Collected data

..........

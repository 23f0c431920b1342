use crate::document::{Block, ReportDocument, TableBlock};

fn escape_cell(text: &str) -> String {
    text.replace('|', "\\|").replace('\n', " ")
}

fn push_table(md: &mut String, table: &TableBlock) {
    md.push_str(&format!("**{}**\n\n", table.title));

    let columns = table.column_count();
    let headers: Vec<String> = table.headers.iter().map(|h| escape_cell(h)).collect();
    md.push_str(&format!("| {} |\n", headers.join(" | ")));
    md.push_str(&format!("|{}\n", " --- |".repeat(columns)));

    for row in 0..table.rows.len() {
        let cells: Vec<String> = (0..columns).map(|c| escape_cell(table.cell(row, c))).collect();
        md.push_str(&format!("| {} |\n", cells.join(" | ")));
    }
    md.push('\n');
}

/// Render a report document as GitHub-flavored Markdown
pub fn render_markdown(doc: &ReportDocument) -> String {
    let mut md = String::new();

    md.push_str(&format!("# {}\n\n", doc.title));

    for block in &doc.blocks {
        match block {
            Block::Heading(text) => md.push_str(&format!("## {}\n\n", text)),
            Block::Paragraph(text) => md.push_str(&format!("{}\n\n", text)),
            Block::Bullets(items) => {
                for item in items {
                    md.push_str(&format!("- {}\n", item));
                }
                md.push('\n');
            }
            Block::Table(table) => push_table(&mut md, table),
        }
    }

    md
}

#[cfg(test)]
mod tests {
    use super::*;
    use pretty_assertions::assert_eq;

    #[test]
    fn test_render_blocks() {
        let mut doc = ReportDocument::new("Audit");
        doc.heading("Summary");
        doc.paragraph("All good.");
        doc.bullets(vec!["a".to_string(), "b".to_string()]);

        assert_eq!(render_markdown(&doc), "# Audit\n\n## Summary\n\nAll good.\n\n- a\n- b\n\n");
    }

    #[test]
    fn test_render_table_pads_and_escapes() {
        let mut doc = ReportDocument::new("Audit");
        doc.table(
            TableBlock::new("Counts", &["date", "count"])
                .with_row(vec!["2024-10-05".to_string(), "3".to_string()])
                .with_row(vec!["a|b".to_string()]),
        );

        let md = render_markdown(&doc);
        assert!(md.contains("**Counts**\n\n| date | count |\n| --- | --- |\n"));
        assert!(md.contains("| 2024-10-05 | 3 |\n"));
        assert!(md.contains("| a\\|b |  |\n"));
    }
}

..........

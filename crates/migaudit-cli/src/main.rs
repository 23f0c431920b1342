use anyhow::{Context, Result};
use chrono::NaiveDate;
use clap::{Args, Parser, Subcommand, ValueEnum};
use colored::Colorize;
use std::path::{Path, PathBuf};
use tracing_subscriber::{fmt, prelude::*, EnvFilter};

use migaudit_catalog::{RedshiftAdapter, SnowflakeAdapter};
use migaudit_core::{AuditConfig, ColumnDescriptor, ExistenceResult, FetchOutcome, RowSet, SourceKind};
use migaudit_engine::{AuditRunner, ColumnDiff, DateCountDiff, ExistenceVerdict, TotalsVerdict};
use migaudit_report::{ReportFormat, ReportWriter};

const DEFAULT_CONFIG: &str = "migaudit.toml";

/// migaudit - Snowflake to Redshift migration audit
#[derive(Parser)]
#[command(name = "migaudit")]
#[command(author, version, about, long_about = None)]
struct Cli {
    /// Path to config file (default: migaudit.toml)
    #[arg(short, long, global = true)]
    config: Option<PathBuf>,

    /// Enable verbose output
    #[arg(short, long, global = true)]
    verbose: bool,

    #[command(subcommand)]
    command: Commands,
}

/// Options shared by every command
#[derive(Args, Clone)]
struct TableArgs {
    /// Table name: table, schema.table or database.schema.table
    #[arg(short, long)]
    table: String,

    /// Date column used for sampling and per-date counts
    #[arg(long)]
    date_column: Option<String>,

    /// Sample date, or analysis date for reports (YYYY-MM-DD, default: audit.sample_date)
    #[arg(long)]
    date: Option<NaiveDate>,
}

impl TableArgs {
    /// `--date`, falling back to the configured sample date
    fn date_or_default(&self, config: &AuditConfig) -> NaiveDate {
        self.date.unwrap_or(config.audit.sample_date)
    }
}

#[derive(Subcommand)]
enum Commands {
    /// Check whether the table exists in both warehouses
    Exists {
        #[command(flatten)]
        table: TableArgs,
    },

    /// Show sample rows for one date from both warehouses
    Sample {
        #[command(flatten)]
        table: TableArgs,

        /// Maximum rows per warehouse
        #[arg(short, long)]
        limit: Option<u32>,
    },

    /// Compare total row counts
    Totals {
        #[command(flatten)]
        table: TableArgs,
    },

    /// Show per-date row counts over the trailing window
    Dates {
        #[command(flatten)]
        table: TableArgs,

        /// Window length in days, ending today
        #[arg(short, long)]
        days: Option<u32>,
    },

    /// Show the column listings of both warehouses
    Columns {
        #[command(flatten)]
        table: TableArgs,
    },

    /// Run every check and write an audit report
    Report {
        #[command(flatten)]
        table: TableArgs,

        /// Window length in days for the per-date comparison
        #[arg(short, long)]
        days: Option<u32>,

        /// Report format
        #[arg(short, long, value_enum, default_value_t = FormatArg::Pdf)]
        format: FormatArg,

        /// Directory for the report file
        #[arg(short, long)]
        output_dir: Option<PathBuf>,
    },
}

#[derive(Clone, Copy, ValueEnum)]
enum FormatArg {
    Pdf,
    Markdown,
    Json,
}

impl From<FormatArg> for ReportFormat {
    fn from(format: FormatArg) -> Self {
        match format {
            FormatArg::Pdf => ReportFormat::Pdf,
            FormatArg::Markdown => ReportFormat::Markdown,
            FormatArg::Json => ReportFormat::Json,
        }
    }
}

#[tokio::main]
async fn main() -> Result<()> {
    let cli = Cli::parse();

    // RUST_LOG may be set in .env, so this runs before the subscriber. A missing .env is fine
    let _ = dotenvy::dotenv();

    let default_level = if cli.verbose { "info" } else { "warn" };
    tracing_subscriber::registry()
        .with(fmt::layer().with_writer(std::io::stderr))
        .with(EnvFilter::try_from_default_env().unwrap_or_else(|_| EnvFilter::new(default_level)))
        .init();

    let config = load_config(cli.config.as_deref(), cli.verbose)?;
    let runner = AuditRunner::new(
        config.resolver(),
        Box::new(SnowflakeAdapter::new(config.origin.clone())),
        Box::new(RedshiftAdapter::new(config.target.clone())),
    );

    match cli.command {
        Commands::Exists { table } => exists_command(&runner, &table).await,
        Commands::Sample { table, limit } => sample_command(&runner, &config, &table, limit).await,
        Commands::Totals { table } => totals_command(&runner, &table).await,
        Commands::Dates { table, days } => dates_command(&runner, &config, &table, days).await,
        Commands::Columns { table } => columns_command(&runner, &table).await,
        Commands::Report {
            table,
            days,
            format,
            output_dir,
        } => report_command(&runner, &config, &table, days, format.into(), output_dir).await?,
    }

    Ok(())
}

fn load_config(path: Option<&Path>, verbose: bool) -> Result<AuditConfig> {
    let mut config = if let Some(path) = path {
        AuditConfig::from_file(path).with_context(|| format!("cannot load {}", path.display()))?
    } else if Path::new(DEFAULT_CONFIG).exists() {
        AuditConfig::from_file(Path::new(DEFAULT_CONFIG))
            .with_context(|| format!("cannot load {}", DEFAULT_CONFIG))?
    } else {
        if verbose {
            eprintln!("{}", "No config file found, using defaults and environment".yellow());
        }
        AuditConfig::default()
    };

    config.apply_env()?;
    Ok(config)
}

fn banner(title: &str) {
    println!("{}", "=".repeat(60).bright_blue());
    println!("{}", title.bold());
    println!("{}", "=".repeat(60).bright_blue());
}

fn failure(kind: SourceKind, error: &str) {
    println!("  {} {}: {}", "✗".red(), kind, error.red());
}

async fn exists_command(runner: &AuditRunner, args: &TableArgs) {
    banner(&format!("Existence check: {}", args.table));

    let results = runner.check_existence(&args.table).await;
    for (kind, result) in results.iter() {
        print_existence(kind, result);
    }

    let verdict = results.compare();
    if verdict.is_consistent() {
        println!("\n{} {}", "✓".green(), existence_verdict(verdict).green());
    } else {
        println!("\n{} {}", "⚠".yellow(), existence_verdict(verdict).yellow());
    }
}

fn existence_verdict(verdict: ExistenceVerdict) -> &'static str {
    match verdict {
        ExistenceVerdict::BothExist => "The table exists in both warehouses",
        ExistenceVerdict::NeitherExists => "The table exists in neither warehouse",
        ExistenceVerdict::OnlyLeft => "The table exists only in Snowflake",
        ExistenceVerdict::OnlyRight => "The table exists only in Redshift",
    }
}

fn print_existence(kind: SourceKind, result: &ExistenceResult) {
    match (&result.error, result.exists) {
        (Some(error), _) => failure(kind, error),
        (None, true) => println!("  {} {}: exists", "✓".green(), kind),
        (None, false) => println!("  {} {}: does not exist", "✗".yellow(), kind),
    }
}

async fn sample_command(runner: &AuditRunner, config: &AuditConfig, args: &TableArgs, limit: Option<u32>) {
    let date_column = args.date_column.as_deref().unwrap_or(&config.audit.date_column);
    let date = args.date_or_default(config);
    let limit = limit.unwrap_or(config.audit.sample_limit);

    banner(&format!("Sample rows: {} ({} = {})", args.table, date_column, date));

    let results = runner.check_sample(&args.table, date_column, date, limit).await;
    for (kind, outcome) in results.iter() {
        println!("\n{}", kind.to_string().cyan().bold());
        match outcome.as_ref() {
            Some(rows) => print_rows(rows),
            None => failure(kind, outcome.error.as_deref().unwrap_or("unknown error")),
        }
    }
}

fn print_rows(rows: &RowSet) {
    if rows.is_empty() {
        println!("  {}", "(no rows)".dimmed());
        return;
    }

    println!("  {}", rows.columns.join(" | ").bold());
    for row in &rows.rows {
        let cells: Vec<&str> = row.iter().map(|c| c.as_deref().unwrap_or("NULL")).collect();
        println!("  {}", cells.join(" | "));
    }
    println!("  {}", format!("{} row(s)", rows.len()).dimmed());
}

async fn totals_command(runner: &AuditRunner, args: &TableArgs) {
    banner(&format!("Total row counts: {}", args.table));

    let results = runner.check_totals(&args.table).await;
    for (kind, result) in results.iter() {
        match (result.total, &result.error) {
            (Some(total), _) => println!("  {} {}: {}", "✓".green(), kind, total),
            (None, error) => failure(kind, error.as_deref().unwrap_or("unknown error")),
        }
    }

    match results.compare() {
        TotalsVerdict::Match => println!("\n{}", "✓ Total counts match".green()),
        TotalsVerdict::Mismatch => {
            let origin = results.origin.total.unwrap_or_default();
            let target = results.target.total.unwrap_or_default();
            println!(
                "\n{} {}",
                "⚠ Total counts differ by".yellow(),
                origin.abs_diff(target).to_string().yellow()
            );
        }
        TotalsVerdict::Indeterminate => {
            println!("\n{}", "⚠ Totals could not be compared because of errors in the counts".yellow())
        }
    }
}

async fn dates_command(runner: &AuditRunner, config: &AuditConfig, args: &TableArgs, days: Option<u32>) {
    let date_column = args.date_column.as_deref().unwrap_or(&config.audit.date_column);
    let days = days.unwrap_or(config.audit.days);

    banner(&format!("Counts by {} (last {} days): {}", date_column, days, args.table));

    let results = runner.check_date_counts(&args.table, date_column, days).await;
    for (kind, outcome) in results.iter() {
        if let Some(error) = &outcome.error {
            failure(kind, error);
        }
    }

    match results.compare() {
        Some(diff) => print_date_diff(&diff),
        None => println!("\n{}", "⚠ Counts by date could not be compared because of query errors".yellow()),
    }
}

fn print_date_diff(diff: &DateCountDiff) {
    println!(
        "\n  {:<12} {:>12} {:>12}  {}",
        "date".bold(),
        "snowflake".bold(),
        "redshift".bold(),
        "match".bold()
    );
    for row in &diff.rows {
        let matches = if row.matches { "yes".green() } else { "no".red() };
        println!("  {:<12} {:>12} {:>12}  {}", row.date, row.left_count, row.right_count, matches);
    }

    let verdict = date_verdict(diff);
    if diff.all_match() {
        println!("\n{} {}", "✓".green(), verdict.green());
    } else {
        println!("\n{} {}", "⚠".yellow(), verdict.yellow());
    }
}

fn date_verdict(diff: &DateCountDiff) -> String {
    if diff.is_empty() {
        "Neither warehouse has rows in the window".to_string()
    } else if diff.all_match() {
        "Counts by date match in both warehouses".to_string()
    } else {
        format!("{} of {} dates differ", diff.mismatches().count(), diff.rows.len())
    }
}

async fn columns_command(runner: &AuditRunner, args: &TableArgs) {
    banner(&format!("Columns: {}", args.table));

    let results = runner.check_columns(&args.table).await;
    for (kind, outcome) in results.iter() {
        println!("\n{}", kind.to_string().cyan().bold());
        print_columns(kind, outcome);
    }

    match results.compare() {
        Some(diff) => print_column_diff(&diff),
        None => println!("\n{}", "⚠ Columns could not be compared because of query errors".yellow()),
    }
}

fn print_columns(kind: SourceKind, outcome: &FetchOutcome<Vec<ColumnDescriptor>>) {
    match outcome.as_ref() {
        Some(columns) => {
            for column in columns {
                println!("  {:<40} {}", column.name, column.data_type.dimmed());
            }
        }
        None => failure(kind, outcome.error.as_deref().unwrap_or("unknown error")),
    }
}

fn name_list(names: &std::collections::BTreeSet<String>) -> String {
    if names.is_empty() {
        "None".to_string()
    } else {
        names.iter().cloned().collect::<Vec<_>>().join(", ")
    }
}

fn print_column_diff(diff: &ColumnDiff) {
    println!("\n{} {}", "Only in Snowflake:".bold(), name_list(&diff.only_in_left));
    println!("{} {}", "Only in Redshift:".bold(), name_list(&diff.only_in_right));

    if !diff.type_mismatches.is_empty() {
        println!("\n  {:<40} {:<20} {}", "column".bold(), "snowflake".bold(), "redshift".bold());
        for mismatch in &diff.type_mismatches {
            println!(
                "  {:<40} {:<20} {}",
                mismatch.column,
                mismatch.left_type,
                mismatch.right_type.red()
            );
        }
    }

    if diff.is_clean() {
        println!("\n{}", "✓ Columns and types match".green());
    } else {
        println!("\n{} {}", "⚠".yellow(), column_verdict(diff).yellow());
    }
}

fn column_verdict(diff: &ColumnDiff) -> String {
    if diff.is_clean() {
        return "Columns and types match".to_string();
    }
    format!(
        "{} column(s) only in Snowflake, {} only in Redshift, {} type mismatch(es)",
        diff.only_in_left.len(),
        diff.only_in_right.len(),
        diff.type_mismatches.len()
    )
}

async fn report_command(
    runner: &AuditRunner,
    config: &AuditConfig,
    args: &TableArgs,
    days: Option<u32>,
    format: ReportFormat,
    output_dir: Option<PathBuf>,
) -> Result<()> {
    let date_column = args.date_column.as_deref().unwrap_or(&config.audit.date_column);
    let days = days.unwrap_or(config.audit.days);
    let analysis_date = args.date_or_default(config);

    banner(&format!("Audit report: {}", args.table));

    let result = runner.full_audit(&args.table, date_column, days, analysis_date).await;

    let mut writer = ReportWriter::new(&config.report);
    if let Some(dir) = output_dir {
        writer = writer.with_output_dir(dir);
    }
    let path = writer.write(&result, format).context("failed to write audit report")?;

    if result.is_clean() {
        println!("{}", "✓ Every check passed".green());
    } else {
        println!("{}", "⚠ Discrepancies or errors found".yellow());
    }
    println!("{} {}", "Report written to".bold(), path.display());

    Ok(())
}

..........

### Problem
Copy out every line of the data in which the word "TableBlock" is found.

### Response
use crate::document::{Block, ReportDocument, TableBlock};
fn push_table(md: &mut String, table: &TableBlock) {
            TableBlock::new("Counts", &["date", "count"])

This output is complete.